◆ DATA UNDER STUDY:
+ + + + +
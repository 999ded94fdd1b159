//! Grammar analyzer.
//!
//! Substring-based checks for polite form usage and doubled-particle typos.

use serde::{Deserialize, Serialize};

use crate::model::JlptLevel;
use crate::patterns::{DOUBLED_PARTICLE_ERRORS, POLITE_MARKERS};

use super::finalize_score;

const BASELINE_SCORE: f64 = 7.0;

/// Result of grammar analysis for one text unit.
#[derive(Debug, Clone, Serialize, Deserialize)]
pub struct GrammarResult {
    /// Score in [0.0, 10.0], one decimal.
    pub score: f64,
    pub errors: Vec<String>,
    pub suggestions: Vec<String>,
    /// The level hint the analysis was performed against.
    pub level: Option<JlptLevel>,
}

/// Analyze grammar in one text unit.
pub fn analyze(text: &str, level: Option<JlptLevel>) -> GrammarResult {
    let text = text.trim();
    if text.is_empty() {
        return GrammarResult {
            score: 0.0,
            errors: Vec::new(),
            suggestions: Vec::new(),
            level,
        };
    }

    let mut errors = Vec::new();
    let mut suggestions = Vec::new();
    let mut score = BASELINE_SCORE;

    if POLITE_MARKERS.iter().any(|m| text.contains(m)) {
        score += 1.0;
    } else if level.is_some_and(JlptLevel::is_beginner) {
        suggestions.push("Consider using です/ます form for polite speech".to_string());
    }

    if DOUBLED_PARTICLE_ERRORS.iter().any(|e| text.contains(e)) {
        errors.push("Double particle detected".to_string());
        score -= 2.0;
    }

    GrammarResult {
        score: finalize_score(score),
        errors,
        suggestions,
        level,
    }
}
+ + + + +
◆ INSTRUCTIONS TO FOLLOW: If a line in the records holds the string "text", count it, and give only the total.

◆ RESULT FOR THIS EXERCISE: 7